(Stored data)
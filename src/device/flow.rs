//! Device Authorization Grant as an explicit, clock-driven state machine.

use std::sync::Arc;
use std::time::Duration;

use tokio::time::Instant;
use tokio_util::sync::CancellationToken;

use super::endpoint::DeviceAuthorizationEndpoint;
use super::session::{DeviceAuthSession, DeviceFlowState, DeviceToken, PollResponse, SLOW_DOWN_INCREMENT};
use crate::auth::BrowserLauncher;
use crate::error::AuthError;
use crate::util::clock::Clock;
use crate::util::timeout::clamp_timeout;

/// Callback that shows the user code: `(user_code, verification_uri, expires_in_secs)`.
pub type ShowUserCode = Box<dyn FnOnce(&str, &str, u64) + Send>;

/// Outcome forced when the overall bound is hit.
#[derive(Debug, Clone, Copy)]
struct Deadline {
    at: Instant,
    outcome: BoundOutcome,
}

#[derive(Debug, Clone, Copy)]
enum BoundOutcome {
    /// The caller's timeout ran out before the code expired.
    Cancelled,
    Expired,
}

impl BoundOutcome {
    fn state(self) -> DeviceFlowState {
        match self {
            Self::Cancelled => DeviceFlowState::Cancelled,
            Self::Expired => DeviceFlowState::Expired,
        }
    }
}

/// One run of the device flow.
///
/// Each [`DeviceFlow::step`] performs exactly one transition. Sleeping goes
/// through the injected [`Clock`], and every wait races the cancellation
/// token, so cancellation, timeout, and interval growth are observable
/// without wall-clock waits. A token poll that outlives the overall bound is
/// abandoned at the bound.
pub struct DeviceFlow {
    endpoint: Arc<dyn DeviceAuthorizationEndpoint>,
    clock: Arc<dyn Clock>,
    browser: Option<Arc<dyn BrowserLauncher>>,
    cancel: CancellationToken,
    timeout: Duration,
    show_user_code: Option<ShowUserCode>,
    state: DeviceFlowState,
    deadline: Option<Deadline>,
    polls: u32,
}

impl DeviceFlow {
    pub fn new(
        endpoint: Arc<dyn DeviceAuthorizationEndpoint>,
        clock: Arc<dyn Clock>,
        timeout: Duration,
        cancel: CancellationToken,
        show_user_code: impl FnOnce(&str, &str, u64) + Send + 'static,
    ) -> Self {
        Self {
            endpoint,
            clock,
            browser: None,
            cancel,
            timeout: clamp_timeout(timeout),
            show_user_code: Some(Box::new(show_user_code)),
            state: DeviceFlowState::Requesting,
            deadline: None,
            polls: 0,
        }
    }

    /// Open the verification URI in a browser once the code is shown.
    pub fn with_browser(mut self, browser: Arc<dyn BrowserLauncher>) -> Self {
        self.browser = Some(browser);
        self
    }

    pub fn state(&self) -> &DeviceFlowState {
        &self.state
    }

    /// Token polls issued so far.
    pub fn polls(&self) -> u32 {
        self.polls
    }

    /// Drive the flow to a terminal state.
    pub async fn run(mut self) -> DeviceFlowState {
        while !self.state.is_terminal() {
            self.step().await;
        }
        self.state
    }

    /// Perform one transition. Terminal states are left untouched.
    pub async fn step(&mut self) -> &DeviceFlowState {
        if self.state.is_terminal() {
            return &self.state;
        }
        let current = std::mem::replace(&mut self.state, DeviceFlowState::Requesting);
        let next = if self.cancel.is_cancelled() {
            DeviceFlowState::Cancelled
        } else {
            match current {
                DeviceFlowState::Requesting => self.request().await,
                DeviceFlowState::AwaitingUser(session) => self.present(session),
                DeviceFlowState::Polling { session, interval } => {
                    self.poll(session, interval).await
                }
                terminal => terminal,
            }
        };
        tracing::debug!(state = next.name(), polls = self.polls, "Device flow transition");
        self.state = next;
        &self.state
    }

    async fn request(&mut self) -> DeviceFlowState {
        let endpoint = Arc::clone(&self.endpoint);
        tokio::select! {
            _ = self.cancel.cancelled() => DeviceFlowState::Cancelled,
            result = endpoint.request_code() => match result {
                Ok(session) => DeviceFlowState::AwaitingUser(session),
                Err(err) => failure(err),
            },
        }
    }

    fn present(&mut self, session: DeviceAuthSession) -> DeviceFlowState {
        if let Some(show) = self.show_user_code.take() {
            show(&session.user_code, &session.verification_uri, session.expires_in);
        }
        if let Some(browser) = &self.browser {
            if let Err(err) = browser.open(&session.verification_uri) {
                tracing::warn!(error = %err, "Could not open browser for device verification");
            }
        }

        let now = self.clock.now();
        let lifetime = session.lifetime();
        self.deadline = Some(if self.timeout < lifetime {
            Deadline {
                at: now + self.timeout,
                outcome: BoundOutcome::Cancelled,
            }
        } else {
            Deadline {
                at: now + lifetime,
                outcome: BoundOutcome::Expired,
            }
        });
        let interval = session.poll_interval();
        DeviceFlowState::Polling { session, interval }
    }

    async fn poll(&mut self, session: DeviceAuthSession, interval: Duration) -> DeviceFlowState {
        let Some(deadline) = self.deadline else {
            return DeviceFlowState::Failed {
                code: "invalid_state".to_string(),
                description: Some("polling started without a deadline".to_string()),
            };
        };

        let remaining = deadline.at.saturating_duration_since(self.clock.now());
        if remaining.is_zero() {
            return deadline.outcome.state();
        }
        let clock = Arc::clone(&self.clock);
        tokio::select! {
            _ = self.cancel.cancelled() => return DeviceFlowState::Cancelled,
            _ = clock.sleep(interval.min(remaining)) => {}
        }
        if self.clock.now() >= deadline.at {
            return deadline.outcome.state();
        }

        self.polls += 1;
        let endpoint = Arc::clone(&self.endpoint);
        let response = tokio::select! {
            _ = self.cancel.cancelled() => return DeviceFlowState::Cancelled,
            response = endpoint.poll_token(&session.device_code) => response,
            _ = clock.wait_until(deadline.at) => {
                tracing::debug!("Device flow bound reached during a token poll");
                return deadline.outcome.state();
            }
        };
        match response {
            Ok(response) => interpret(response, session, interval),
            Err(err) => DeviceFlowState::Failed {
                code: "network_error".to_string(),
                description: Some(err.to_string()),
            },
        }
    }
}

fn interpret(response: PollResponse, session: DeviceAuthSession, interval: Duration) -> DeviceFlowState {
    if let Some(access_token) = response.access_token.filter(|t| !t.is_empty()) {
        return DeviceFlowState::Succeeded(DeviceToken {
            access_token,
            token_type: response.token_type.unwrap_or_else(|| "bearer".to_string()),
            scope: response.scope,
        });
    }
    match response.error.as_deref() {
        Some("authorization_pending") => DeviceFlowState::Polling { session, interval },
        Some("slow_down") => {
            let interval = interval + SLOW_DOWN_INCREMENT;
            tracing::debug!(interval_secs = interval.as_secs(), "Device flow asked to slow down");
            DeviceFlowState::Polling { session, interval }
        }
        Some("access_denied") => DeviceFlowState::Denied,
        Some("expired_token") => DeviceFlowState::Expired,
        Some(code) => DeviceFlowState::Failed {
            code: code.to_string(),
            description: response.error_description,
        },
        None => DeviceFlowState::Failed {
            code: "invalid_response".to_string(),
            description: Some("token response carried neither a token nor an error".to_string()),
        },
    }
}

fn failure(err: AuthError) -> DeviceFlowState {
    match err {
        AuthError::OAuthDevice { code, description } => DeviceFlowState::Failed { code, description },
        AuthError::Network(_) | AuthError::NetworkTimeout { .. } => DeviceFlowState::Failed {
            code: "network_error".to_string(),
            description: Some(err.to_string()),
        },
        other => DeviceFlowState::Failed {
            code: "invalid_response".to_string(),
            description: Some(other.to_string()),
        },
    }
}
* * *
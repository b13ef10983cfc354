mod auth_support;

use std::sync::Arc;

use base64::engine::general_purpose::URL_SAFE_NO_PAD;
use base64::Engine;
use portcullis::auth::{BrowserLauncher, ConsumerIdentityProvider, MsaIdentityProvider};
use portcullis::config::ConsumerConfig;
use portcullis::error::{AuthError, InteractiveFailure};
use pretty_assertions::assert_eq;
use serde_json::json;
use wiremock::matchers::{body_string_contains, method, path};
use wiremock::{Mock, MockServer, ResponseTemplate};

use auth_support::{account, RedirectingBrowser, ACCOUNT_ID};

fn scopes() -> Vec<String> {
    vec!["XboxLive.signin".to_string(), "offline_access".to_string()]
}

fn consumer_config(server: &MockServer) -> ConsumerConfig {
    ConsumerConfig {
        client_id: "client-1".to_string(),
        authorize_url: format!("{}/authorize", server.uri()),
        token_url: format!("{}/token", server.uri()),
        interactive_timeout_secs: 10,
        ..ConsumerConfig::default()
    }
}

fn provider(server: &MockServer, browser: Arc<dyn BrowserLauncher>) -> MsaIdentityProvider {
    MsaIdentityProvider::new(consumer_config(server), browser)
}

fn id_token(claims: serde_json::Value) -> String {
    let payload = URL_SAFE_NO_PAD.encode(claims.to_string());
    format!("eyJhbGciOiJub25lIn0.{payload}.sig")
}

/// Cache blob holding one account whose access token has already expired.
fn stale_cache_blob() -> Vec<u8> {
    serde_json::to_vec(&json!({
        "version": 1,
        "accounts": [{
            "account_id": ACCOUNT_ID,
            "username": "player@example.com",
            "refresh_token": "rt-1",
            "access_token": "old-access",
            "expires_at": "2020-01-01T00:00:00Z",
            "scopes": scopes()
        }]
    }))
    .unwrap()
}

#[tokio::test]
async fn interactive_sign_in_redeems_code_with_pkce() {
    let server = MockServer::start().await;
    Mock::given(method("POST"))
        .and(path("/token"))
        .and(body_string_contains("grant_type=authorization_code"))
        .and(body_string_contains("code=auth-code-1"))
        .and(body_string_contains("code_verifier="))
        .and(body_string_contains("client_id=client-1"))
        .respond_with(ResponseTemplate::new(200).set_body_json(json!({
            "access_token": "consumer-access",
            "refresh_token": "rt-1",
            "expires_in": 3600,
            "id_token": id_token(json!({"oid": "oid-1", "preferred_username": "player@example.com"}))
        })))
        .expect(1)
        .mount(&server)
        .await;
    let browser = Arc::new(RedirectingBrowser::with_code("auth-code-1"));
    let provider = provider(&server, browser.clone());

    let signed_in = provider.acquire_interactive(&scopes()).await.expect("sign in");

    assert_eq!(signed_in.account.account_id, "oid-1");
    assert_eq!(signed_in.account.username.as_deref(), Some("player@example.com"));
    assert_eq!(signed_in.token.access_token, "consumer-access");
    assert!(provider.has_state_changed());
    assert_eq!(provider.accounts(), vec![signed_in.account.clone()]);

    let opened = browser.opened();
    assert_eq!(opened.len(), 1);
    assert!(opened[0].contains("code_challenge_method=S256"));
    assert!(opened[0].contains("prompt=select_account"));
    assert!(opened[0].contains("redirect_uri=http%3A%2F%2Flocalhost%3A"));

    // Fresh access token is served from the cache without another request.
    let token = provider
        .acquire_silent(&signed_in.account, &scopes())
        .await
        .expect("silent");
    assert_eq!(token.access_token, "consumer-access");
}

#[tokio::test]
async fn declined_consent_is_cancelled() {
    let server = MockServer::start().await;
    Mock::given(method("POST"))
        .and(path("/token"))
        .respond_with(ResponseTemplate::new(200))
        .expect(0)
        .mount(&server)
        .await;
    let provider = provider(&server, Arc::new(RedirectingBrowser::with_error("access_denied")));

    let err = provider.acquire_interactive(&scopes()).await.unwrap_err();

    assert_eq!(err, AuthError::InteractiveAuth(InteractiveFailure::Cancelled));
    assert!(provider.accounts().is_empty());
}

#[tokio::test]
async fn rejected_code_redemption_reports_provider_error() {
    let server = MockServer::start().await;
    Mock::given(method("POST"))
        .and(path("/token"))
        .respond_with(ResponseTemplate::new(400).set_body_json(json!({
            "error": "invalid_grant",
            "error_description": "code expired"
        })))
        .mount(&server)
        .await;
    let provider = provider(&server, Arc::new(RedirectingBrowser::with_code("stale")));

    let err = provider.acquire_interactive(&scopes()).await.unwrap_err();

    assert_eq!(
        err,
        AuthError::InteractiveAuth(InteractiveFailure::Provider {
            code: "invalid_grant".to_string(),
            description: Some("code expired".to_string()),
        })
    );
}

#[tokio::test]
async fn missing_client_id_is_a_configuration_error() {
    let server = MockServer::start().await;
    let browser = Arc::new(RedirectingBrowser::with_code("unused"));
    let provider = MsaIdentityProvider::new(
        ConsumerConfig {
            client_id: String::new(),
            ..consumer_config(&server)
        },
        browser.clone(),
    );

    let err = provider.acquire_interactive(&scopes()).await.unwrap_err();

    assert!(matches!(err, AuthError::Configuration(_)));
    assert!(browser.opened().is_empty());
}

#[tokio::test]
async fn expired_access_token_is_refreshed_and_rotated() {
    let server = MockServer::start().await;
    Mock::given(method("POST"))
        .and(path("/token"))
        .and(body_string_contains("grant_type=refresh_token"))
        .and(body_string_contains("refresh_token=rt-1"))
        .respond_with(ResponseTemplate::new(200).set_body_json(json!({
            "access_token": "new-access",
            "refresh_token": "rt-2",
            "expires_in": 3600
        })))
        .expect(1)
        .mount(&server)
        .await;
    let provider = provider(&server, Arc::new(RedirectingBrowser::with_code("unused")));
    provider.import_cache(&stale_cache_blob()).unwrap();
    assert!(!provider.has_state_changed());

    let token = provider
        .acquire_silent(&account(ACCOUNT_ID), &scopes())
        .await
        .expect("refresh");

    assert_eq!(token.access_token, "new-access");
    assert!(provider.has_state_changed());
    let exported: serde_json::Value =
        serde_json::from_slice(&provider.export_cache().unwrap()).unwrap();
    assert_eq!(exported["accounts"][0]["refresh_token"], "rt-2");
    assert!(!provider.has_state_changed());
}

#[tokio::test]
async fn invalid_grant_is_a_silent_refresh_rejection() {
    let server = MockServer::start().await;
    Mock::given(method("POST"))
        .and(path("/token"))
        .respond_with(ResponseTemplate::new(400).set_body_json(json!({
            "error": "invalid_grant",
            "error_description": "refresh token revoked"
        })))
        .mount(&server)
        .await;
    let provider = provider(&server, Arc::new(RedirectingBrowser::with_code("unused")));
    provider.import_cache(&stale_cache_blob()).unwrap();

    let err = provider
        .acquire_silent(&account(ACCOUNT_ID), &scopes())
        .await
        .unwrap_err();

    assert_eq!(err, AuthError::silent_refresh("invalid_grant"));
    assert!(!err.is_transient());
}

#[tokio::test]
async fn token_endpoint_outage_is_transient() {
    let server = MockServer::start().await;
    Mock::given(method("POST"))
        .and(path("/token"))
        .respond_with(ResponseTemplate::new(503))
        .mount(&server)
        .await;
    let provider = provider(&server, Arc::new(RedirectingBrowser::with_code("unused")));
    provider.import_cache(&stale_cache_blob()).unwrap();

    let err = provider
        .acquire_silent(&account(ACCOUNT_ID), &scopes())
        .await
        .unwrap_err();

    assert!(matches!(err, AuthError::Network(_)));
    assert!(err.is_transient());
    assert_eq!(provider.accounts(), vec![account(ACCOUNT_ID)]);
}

Task goal: Every line in the data that includes the word "accounts" should be counted, and only the resulting number given.

Written answer: 5